Next: , Previous: Writing new Plugins, Up: Top

9 Internal utility functions

Some plugins link against the libextractor_common library which provides common abstractions needed by many plugins. This section documents this internal API for plugin developers. Note that the headers for this library are (intentionally) not installed: we do not consider this API stable and it should hence only be used by plugins that are build and shipped with GNU libextractor. Third-party plugins should not use it.

convert_numeric.h defines various conversion functions for numbers (in particular, byte-order conversion for floating point numbers).

unzip.h defines an API for accessing compressed files.

pack.h provides an interpreter for unpacking structs of integer numbers from streams and converting from big or little endian to host byte order at the same time.

convert.h provides a function for character set conversion described below.

— Function: char * EXTRACTOR_common_convert_to_utf8 (const char *input, size_t len, const char *charset)

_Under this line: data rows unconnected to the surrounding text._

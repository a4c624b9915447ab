use std::path::PathBuf;

use clap::{Parser, Subcommand, ValueEnum};

use crate::output::OutputFormat;

/// Color output control
#[derive(Debug, Clone, Copy, Default, ValueEnum)]
pub enum ColorChoice {
    /// Auto-detect terminal capability
    #[default]
    Auto,
    /// Always use colors
    Always,
    /// Never use colors
    Never,
}

#[derive(Parser, Debug)]
#[command(name = "pine-guard")]
#[command(author, version, about = "Pine Script v6 compliance checker")]
#[command(long_about = "Scan a directory tree for Pine Script files and report v6 compliance issues:\n\
    missing or outdated version directives, plot calls inside 'if' blocks,\n\
    and the deprecated transp= parameter.\n\n\
    Runs `check .` when no subcommand is given.\n\n\
    Exit codes:\n  \
    0 - No errors found\n  \
    1 - Errors found, or no Pine Script files found\n  \
    2 - Configuration or runtime error")]
pub struct Cli {
    /// Increase output verbosity (-v shows rule ids and config source)
    #[arg(short, long, action = clap::ArgAction::Count, global = true)]
    pub verbose: u8,

    /// Suppress report output on stdout
    #[arg(short, long, global = true)]
    pub quiet: bool,

    /// Control color output
    #[arg(long, value_enum, default_value = "auto", global = true)]
    pub color: ColorChoice,

    /// Skip loading configuration file
    #[arg(long, global = true)]
    pub no_config: bool,

    #[command(subcommand)]
    pub command: Option<Commands>,
}

#[derive(Subcommand, Debug)]
pub enum Commands {
    /// Check Pine Script files for v6 compliance
    Check(CheckArgs),

    /// Generate a default configuration file
    Init(InitArgs),
}

#[derive(Parser, Debug)]
#[allow(clippy::struct_excessive_bools)]
pub struct CheckArgs {
    /// Paths to check (files or directories)
    #[arg(default_value = ".")]
    pub paths: Vec<PathBuf>,

    /// Path to configuration file
    #[arg(short, long)]
    pub config: Option<PathBuf>,

    /// File extensions to check (comma-separated, e.g., pine,pinescript)
    #[arg(long, value_delimiter = ',')]
    pub ext: Option<Vec<String>>,

    /// Exclude patterns (glob syntax, can be specified multiple times)
    #[arg(long, short = 'x')]
    pub exclude: Vec<String>,

    /// Respect .gitignore rules while scanning
    #[arg(long)]
    pub gitignore: bool,

    /// Output format [possible values: text, json]
    #[arg(short, long, default_value = "text")]
    pub format: OutputFormat,

    /// Write output to file instead of stdout
    #[arg(short, long)]
    pub output: Option<PathBuf>,

    /// Treat warnings as failures (exit code 1)
    #[arg(long, conflicts_with = "warn_only")]
    pub strict: bool,

    /// Report findings without failing the run
    #[arg(long)]
    pub warn_only: bool,
}

impl Default for CheckArgs {
    fn default() -> Self {
        Self {
            paths: vec![PathBuf::from(".")],
            config: None,
            ext: None,
            exclude: Vec::new(),
            gitignore: false,
            format: OutputFormat::Text,
            output: None,
            strict: false,
            warn_only: false,
        }
    }
}

#[derive(Parser, Debug)]
pub struct InitArgs {
    /// Output path for configuration file
    #[arg(short, long, default_value = ".pine-guard.toml")]
    pub output: PathBuf,

    /// Overwrite existing configuration
    #[arg(long)]
    pub force: bool,
}

#[cfg(test)]
#[path = "cli_tests.rs"]
mod tests;
use super::finding::{Finding, RuleId};

const DEPRECATED_PARAM: &str = "transp=";

/// Warns once if the deprecated `transp=` parameter appears anywhere.
#[must_use]
pub fn check_transp(text: &str) -> Option<Finding> {
    text.contains(DEPRECATED_PARAM).then(|| {
        Finding::warning(
            RuleId::DeprecatedTransp,
            "Found 'transp=' parameter - consider using color.new() instead",
        )
    })
}
mod error_output;
mod json;
mod path;
mod text;

pub use error_output::{ErrorOutput, print_error_full, print_note, print_warning};
pub use json::JsonFormatter;
pub use path::{display_path, normalize_separators};
pub use text::TextFormatter;

pub(crate) use path::normalize_for_matching;

use crate::checker::FileResult;
use crate::error::Result;

/// Trait for formatting check results into various output formats.
pub trait OutputFormatter {
    /// Format the results of a run into a string.
    ///
    /// # Errors
    /// Returns an error if the formatting fails.
    fn format(&self, results: &[FileResult]) -> Result<String>;
}

#[derive(Debug, Clone, Copy, PartialEq, Eq, Default)]
pub enum OutputFormat {
    #[default]
    Text,
    Json,
}

impl std::str::FromStr for OutputFormat {
    type Err = String;

    fn from_str(s: &str) -> std::result::Result<Self, Self::Err> {
        match s.to_lowercase().as_str() {
            "text" => Ok(Self::Text),
            "json" => Ok(Self::Json),
            _ => Err(format!("Unknown output format: {s}")),
        }
    }
}

/// Color output mode for terminal display.
#[derive(Debug, Clone, Copy, PartialEq, Eq, Default)]
pub enum ColorMode {
    /// Auto-detect: use colors if the stream is a TTY and `NO_COLOR` is not set
    #[default]
    Auto,
    /// Always use colors
    Always,
    /// Never use colors
    Never,
}

/// ANSI color codes
pub(crate) mod ansi {
    pub const RED: &str = "\x1b[31m";
    pub const GREEN: &str = "\x1b[32m";
    pub const YELLOW: &str = "\x1b[33m";
    pub const CYAN: &str = "\x1b[36m";
    pub const BOLD: &str = "\x1b[1m";
    pub const DIM: &str = "\x1b[2m";
    pub const RESET: &str = "\x1b[0m";
}

/// Checks if `NO_COLOR` environment variable is set.
/// Per <https://no-color.org>: presence of the variable (any value) disables color.
pub(crate) fn is_no_color_set() -> bool {
    std::env::var_os("NO_COLOR").is_some()
}

#[cfg(test)]
#[path = "mod_tests.rs"]
mod tests;
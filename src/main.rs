use clap::Parser;

use pine_guard::cli::{CheckArgs, Cli, Commands};
use pine_guard::commands::{run_check, run_init};

fn main() {
    let cli = Cli::parse();

    let exit_code = match &cli.command {
        Some(Commands::Check(args)) => run_check(args, &cli),
        Some(Commands::Init(args)) => run_init(args),
        None => run_check(&CheckArgs::default(), &cli),
    };

    std::process::exit(exit_code);
}
use std::fmt;

use serde::Serialize;

/// Severity of a single finding.
#[derive(Debug, Clone, Copy, PartialEq, Eq, Serialize)]
#[serde(rename_all = "lowercase")]
pub enum Severity {
    Error,
    Warning,
}

/// Identifies which check produced a finding.
#[derive(Debug, Clone, Copy, PartialEq, Eq, Hash, Serialize)]
#[serde(rename_all = "kebab-case")]
pub enum RuleId {
    VersionDirective,
    PlotInConditional,
    DeprecatedTransp,
    UnreadableFile,
}

impl RuleId {
    #[must_use]
    pub const fn as_str(self) -> &'static str {
        match self {
            Self::VersionDirective => "version-directive",
            Self::PlotInConditional => "plot-in-conditional",
            Self::DeprecatedTransp => "deprecated-transp",
            Self::UnreadableFile => "unreadable-file",
        }
    }
}

impl fmt::Display for RuleId {
    fn fmt(&self, f: &mut fmt::Formatter<'_>) -> fmt::Result {
        f.write_str(self.as_str())
    }
}

/// A message produced by one check against one document.
///
/// `line` is 1-based and only set for findings tied to a specific line.
#[derive(Debug, Clone, PartialEq, Eq)]
pub struct Finding {
    pub rule: RuleId,
    pub severity: Severity,
    pub line: Option<usize>,
    pub message: String,
}

impl Finding {
    #[must_use]
    pub fn error(rule: RuleId, message: impl Into<String>) -> Self {
        Self {
            rule,
            severity: Severity::Error,
            line: None,
            message: message.into(),
        }
    }

    #[must_use]
    pub fn warning(rule: RuleId, message: impl Into<String>) -> Self {
        Self {
            rule,
            severity: Severity::Warning,
            line: None,
            message: message.into(),
        }
    }

    #[must_use]
    pub const fn at_line(mut self, line: usize) -> Self {
        self.line = Some(line);
        self
    }
}

impl fmt::Display for Finding {
    fn fmt(&self, f: &mut fmt::Formatter<'_>) -> fmt::Result {
        f.write_str(&self.message)
    }
}
//! Heuristic detection of plot calls inside `if` blocks.
//!
//! Blocks are delimited by indentation alone. A line starting with `if `
//! opens a block; the first later line that is non-blank, not a `//` comment,
//! and indented at or left of the opening line closes it. Nesting is not
//! tracked: an inner `if` simply re-opens the block at its own indent.

use super::finding::{Finding, RuleId};

/// Call prefixes that must stay at global scope in v6.
pub const PLOT_FUNCTIONS: [&str; 5] = [
    "plotshape(",
    "plot(",
    "plotchar(",
    "plotcandle(",
    "plotarrow(",
];

const BLOCK_OPENER: &str = "if ";
/// `if not na(...)` guards are common and not treated as block openers.
const EXEMPT_OPENER: &str = "if not na(";
const COMMENT_MARKER: &str = "//";

#[derive(Debug, Clone, Copy, PartialEq, Eq, Default)]
pub enum BlockState {
    #[default]
    Outside,
    Inside {
        /// Leading whitespace width of the line that opened the block.
        indent: usize,
    },
}

impl BlockState {
    #[must_use]
    pub const fn is_inside(self) -> bool {
        matches!(self, Self::Inside { .. })
    }
}

/// Drives [`BlockState`] one line at a time.
#[derive(Debug, Default)]
pub struct PlotScopeTracker {
    state: BlockState,
}

impl PlotScopeTracker {
    #[must_use]
    pub fn new() -> Self {
        Self::default()
    }

    #[must_use]
    pub const fn state(&self) -> BlockState {
        self.state
    }

    /// Feeds the next line and returns the state that applies to it.
    pub fn advance(&mut self, line: &str) -> BlockState {
        let trimmed = line.trim();
        let indent = leading_whitespace(line);

        if opens_block(trimmed) {
            self.state = BlockState::Inside { indent };
        } else if let BlockState::Inside { indent: block_indent } = self.state
            && closes_block(trimmed, indent, block_indent)
        {
            self.state = BlockState::Outside;
        }

        self.state
    }
}

fn opens_block(trimmed: &str) -> bool {
    trimmed.starts_with(BLOCK_OPENER) && !trimmed.starts_with(EXEMPT_OPENER)
}

fn closes_block(trimmed: &str, indent: usize, block_indent: usize) -> bool {
    !trimmed.is_empty() && !trimmed.starts_with(COMMENT_MARKER) && indent <= block_indent
}

/// Width of the leading whitespace, counted in characters.
#[must_use]
pub fn leading_whitespace(line: &str) -> usize {
    line.chars().take_while(|c| c.is_whitespace()).count()
}

#[must_use]
pub fn contains_plot_call(trimmed: &str) -> bool {
    PLOT_FUNCTIONS.iter().any(|func| trimmed.contains(func))
}

/// Runs the placement check over `lines`, one error per offending line.
#[must_use]
pub fn check_plot_scope(lines: &[&str]) -> Vec<Finding> {
    let mut tracker = PlotScopeTracker::new();

    lines
        .iter()
        .enumerate()
        .filter_map(|(idx, line)| {
            let state = tracker.advance(line);
            let line_no = idx + 1;
            (state.is_inside() && contains_plot_call(line.trim())).then(|| {
                Finding::error(
                    RuleId::PlotInConditional,
                    format!(
                        "Line {line_no}: Plot function found inside 'if' block - not allowed in v6 global scope"
                    ),
                )
                .at_line(line_no)
            })
        })
        .collect()
}

#[cfg(test)]
#[path = "plot_scope_tests.rs"]
mod tests;
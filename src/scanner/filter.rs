use std::path::Path;

use globset::{Glob, GlobSet, GlobSetBuilder};

use crate::error::{PineGuardError, Result};
use crate::output::normalize_for_matching;

pub trait FileFilter {
    fn should_include(&self, path: &Path) -> bool;
}

pub struct GlobFilter {
    extensions: Vec<String>,
    exclude_patterns: GlobSet,
}

impl GlobFilter {
    /// Create a new filter with the given extensions and exclude patterns.
    ///
    /// Extensions may be given with or without a leading dot.
    ///
    /// # Errors
    /// Returns an error if any exclude pattern is invalid.
    pub fn new(extensions: Vec<String>, exclude_patterns: &[String]) -> Result<Self> {
        let mut builder = GlobSetBuilder::new();
        for pattern in exclude_patterns {
            let glob = Glob::new(pattern).map_err(|e| PineGuardError::InvalidPattern {
                pattern: pattern.clone(),
                source: e,
            })?;
            builder.add(glob);
        }
        let exclude_patterns = builder
            .build()
            .map_err(|e| PineGuardError::InvalidPattern {
                pattern: "combined patterns".to_string(),
                source: e,
            })?;

        let extensions = extensions
            .into_iter()
            .map(|ext| ext.trim_start_matches('.').to_string())
            .collect();

        Ok(Self {
            extensions,
            exclude_patterns,
        })
    }

    fn has_valid_extension(&self, path: &Path) -> bool {
        if self.extensions.is_empty() {
            return true;
        }

        path.extension()
            .and_then(|ext| ext.to_str())
            .is_some_and(|ext| self.extensions.iter().any(|e| e == ext))
    }

    fn is_excluded(&self, path: &Path) -> bool {
        self.exclude_patterns.is_match(path)
            || self.exclude_patterns.is_match(normalize_for_matching(path))
    }
}

impl FileFilter for GlobFilter {
    fn should_include(&self, path: &Path) -> bool {
        self.has_valid_extension(path) && !self.is_excluded(path)
    }
}

#[cfg(test)]
#[path = "filter_tests.rs"]
mod tests;
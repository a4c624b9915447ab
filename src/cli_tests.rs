use std::path::PathBuf;

use super::*;

fn check_args(argv: &[&str]) -> CheckArgs {
    let cli = Cli::parse_from(argv);
    match cli.command {
        Some(Commands::Check(args)) => args,
        _ => panic!("Expected Check command"),
    }
}

#[test]
fn cli_without_subcommand() {
    let cli = Cli::parse_from(["pine-guard"]);
    assert!(cli.command.is_none());
    assert_eq!(cli.verbose, 0);
    assert!(!cli.quiet);
}

#[test]
fn cli_check_default_path() {
    let args = check_args(&["pine-guard", "check"]);
    assert_eq!(args.paths, vec![PathBuf::from(".")]);
    assert_eq!(args.format, OutputFormat::Text);
}

#[test]
fn cli_check_with_paths() {
    let args = check_args(&["pine-guard", "check", "indicators", "strategies"]);
    assert_eq!(
        args.paths,
        vec![PathBuf::from("indicators"), PathBuf::from("strategies")]
    );
}

#[test]
fn cli_check_with_extensions() {
    let args = check_args(&["pine-guard", "check", "--ext", "pine,pinescript"]);
    assert_eq!(
        args.ext,
        Some(vec!["pine".to_string(), "pinescript".to_string()])
    );
}

#[test]
fn cli_check_with_excludes() {
    let args = check_args(&["pine-guard", "check", "-x", "**/old/**", "--exclude", "tmp/**"]);
    assert_eq!(args.exclude, vec!["**/old/**".to_string(), "tmp/**".to_string()]);
}

#[test]
fn cli_check_json_format() {
    let args = check_args(&["pine-guard", "check", "--format", "json"]);
    assert_eq!(args.format, OutputFormat::Json);
}

#[test]
fn cli_check_rejects_unknown_format() {
    assert!(Cli::try_parse_from(["pine-guard", "check", "--format", "xml"]).is_err());
}

#[test]
fn cli_strict_conflicts_with_warn_only() {
    assert!(Cli::try_parse_from(["pine-guard", "check", "--strict", "--warn-only"]).is_err());
}

#[test]
fn cli_global_flags_after_subcommand() {
    let cli = Cli::parse_from(["pine-guard", "check", "-vv", "--quiet", "--color", "never"]);
    assert_eq!(cli.verbose, 2);
    assert!(cli.quiet);
    assert!(matches!(cli.color, ColorChoice::Never));
}

#[test]
fn cli_init_defaults() {
    let cli = Cli::parse_from(["pine-guard", "init"]);
    match cli.command {
        Some(Commands::Init(args)) => {
            assert_eq!(args.output, PathBuf::from(".pine-guard.toml"));
            assert!(!args.force);
        }
        _ => panic!("Expected Init command"),
    }
}

#[test]
fn check_args_default_matches_parsed_defaults() {
    let parsed = check_args(&["pine-guard", "check"]);
    let default = CheckArgs::default();

    assert_eq!(parsed.paths, default.paths);
    assert_eq!(parsed.format, default.format);
    assert_eq!(parsed.exclude, default.exclude);
    assert_eq!(parsed.strict, default.strict);
}
use std::fs;

use crate::output::print_error_full;
use crate::{EXIT_CONFIG_ERROR, EXIT_SUCCESS, PineGuardError, Result};

#[must_use]
pub fn run_init(args: &crate::cli::InitArgs) -> i32 {
    match run_init_impl(args) {
        Ok(()) => EXIT_SUCCESS,
        Err(e) => {
            print_error_full(e.error_type(), &e.message(), None, None);
            EXIT_CONFIG_ERROR
        }
    }
}

/// Initializes a new configuration file.
///
/// # Errors
/// Returns an error if the file already exists (without --force) or cannot be written.
pub fn run_init_impl(args: &crate::cli::InitArgs) -> Result<()> {
    let output_path = &args.output;

    if output_path.exists() && !args.force {
        return Err(PineGuardError::Config(format!(
            "Configuration file already exists: {}. Use --force to overwrite.",
            output_path.display()
        )));
    }

    fs::write(output_path, generate_config_template())?;

    println!("Created configuration file: {}", output_path.display());
    Ok(())
}

#[must_use]
pub const fn generate_config_template() -> &'static str {
    r#"# pine-guard configuration file

[scanner]
# Respect .gitignore rules while scanning (default: false)
gitignore = false

# Exclude patterns (glob syntax)
exclude = [
    "**/node_modules/**",
    "**/.git/**",
]

[check]
# File extensions treated as Pine Script sources
extensions = ["pine"]

# Strict mode: warnings also fail the run (default: false)
# strict = true
"#
}

#[cfg(test)]
#[path = "init_tests.rs"]
mod tests;
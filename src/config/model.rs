use serde::{Deserialize, Serialize};

/// Scanner configuration for file discovery.
#[derive(Debug, Clone, Default, Serialize, Deserialize, PartialEq, Eq)]
#[serde(deny_unknown_fields)]
pub struct ScannerConfig {
    /// Respect .gitignore rules (default: false, every matching file is checked)
    #[serde(default)]
    pub gitignore: bool,

    /// Exclude patterns (glob syntax).
    #[serde(default)]
    pub exclude: Vec<String>,
}

/// Settings for the compliance check itself.
#[derive(Debug, Clone, Serialize, Deserialize, PartialEq, Eq)]
#[serde(deny_unknown_fields)]
pub struct CheckConfig {
    /// File extensions treated as Pine Script sources.
    #[serde(default = "default_extensions")]
    pub extensions: Vec<String>,

    /// Strict mode: warnings also fail the run.
    #[serde(default)]
    pub strict: bool,
}

impl Default for CheckConfig {
    fn default() -> Self {
        Self {
            extensions: default_extensions(),
            strict: false,
        }
    }
}

#[derive(Debug, Clone, Default, Serialize, Deserialize, PartialEq, Eq)]
#[serde(deny_unknown_fields)]
pub struct Config {
    #[serde(default)]
    pub scanner: ScannerConfig,

    #[serde(default)]
    pub check: CheckConfig,
}

fn default_extensions() -> Vec<String> {
    vec!["pine".to_string()]
}

#[cfg(test)]
#[path = "model_tests.rs"]
mod tests;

Various GNU libextractor plugins make use of the internal convert.h header which defines a function

EXTRACTOR_common_convert_to_utf8 which can be used to easily convert text from any character set to UTF-8. This conversion is important since the linked list of keywords that is returned by GNU libextractor is expected to contain only UTF-8 strings. Naturally, proper conversion may not always be possible since some file formats fail to specify the character set. In that case, it is often better to not convert at all.

The arguments to EXTRACTOR_common_convert_to_utf8 are the input string (which does not have to be zero-terminated), the length of the input string, and the character set (which must be zero-terminated). Which character sets are supported depends on the platform, a list can generally be obtained using the iconv -l command. The return value from EXTRACTOR_common_convert_to_utf8 is a zero-terminated string in UTF-8 format. The responsibility to free the string is with the caller, so storing the string in the keyword list is acceptable.